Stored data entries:
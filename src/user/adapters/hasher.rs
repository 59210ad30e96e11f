//! Default salted SHA-256 credential hasher.

use crate::user::domain::PasswordHash;
use crate::user::ports::PasswordHasher;
use rand::Rng;
use sha2::{Digest, Sha256};

/// Salt width in bytes before hex rendering.
const SALT_BYTES: usize = 16;

/// Salted SHA-256 implementation of the [`PasswordHasher`] port.
///
/// Stores digests as `salt$digest` with both halves hex-encoded. The salt's
/// hex rendering itself feeds the digest, so verification never needs to
/// decode it.
#[derive(Debug, Clone, Copy, Default)]
pub struct SaltedSha256Hasher;

impl SaltedSha256Hasher {
    /// Creates a new hasher.
    #[must_use]
    pub const fn new() -> Self {
        Self
    }
}

impl PasswordHasher for SaltedSha256Hasher {
    fn hash(&self, password: &str) -> PasswordHash {
        let mut salt = [0u8; SALT_BYTES];
        rand::thread_rng().fill(&mut salt);
        let salt_hex = to_hex(&salt);
        let digest = digest_hex(&salt_hex, password);
        PasswordHash::from_parts(&salt_hex, &digest)
    }

    fn verify(&self, password: &str, hash: &PasswordHash) -> bool {
        hash.parts()
            .is_some_and(|(salt, digest)| digest_hex(salt, password) == digest)
    }
}

fn digest_hex(salt_hex: &str, password: &str) -> String {
    let digest = Sha256::new()
        .chain_update(salt_hex.as_bytes())
        .chain_update(password.as_bytes())
        .finalize();
    to_hex(&digest)
}

fn to_hex(bytes: &[u8]) -> String {
    let mut out = String::with_capacity(bytes.len() * 2);
    for byte in bytes {
        out.push_str(&format!("{byte:02x}"));
    }
    out
}
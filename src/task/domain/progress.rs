//! Bounded task progress value.

use super::TaskDomainError;
use serde::{Deserialize, Serialize};
use std::fmt;

/// Task completion percentage, always within `0..=100`.
#[derive(
    Debug, Clone, Copy, PartialEq, Eq, PartialOrd, Ord, Hash, Serialize, Deserialize, Default,
)]
#[serde(transparent)]
pub struct Progress(u8);

impl Progress {
    /// No work done.
    pub const ZERO: Self = Self(0);

    /// All work done.
    pub const COMPLETE: Self = Self(100);

    /// Clamps an arbitrary requested value into the valid range.
    #[must_use]
    pub fn clamped(value: i32) -> Self {
        if value <= 0 {
            return Self::ZERO;
        }
        if value >= i32::from(Self::COMPLETE.0) {
            return Self::COMPLETE;
        }
        // The bounds checks above leave value inside u8 range.
        u8::try_from(value).map_or(Self::COMPLETE, Self)
    }

    /// Returns the percentage as an integer.
    #[must_use]
    pub const fn value(self) -> u8 {
        self.0
    }
}

impl TryFrom<i32> for Progress {
    type Error = TaskDomainError;

    fn try_from(value: i32) -> Result<Self, Self::Error> {
        let inner =
            u8::try_from(value).map_err(|_| TaskDomainError::ProgressOutOfRange(value))?;
        if inner > Self::COMPLETE.0 {
            return Err(TaskDomainError::ProgressOutOfRange(value));
        }
        Ok(Self(inner))
    }
}

impl From<Progress> for i32 {
    fn from(progress: Progress) -> Self {
        Self::from(progress.0)
    }
}

impl fmt::Display for Progress {
    fn fmt(&self, f: &mut fmt::Formatter<'_>) -> fmt::Result {
        write!(f, "{}", self.0)
    }
}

EXERCISE REQUIREMENTS =>
Restate the entries above word for word.

EXPECTED ANSWER =>
filename src/user/adapters/hasher.rs
repository 59210ad30e96e11f
//! Default salted SHA-256 credential hasher.

use crate::user::domain::PasswordHash;
use crate::user::ports::PasswordHasher;
use rand::Rng;
use sha2::{Digest, Sha256};

/// Salt width in bytes before hex rendering.
const SALT_BYTES: usize = 16;

/// Salted SHA-256 implementation of the [`PasswordHasher`] port.
///
/// Stores digests as `salt$digest` with both halves hex-encoded. The salt's
/// hex rendering itself feeds the digest, so verification never needs to
/// decode it.
#[derive(Debug, Clone, Copy, Default)]
pub struct SaltedSha256Hasher;

impl SaltedSha256Hasher {
    /// Creates a new hasher.
    #[must_use]
    pub const fn new() -> Self {
        Self
    }
}

impl PasswordHasher for SaltedSha256Hasher {
    fn hash(&self, password: &str) -> PasswordHash {
        let mut salt = [0u8; SALT_BYTES];
        rand::thread_rng().fill(&mut salt);
        let salt_hex = to_hex(&salt);
        let digest = digest_hex(&salt_hex, password);
        PasswordHash::from_parts(&salt_hex, &digest)
    }

    fn verify(&self, password: &str, hash: &PasswordHash) -> bool {
        hash.parts()
            .is_some_and(|(salt, digest)| digest_hex(salt, password) == digest)
    }
}

fn digest_hex(salt_hex: &str, password: &str) -> String {
    let digest = Sha256::new()
        .chain_update(salt_hex.as_bytes())
        .chain_update(password.as_bytes())
        .finalize();
    to_hex(&digest)
}

fn to_hex(bytes: &[u8]) -> String {
    let mut out = String::with_capacity(bytes.len() * 2);
    for byte in bytes {
        out.push_str(&format!("{byte:02x}"));
    }
    out
}
filename src/task/domain/progress.rs
//! Bounded task progress value.

use super::TaskDomainError;
use serde::{Deserialize, Serialize};
use std::fmt;

/// Task completion percentage, always within `0..=100`.
#[derive(
    Debug, Clone, Copy, PartialEq, Eq, PartialOrd, Ord, Hash, Serialize, Deserialize, Default,
)]
#[serde(transparent)]
pub struct Progress(u8);

impl Progress {
    /// No work done.
    pub const ZERO: Self = Self(0);

    /// All work done.
    pub const COMPLETE: Self = Self(100);

    /// Clamps an arbitrary requested value into the valid range.
    #[must_use]
    pub fn clamped(value: i32) -> Self {
        if value <= 0 {
            return Self::ZERO;
        }
        if value >= i32::from(Self::COMPLETE.0) {
            return Self::COMPLETE;
        }
        // The bounds checks above leave value inside u8 range.
        u8::try_from(value).map_or(Self::COMPLETE, Self)
    }

    /// Returns the percentage as an integer.
    #[must_use]
    pub const fn value(self) -> u8 {
        self.0
    }
}

impl TryFrom<i32> for Progress {
    type Error = TaskDomainError;

    fn try_from(value: i32) -> Result<Self, Self::Error> {
        let inner =
            u8::try_from(value).map_err(|_| TaskDomainError::ProgressOutOfRange(value))?;
        if inner > Self::COMPLETE.0 {
            return Err(TaskDomainError::ProgressOutOfRange(value));
        }
        Ok(Self(inner))
    }
}

impl From<Progress> for i32 {
    fn from(progress: Progress) -> Self {
        Self::from(progress.0)
    }
}

impl fmt::Display for Progress {
    fn fmt(&self, f: &mut fmt::Formatter<'_>) -> fmt::Result {
        write!(f, "{}", self.0)
    }
}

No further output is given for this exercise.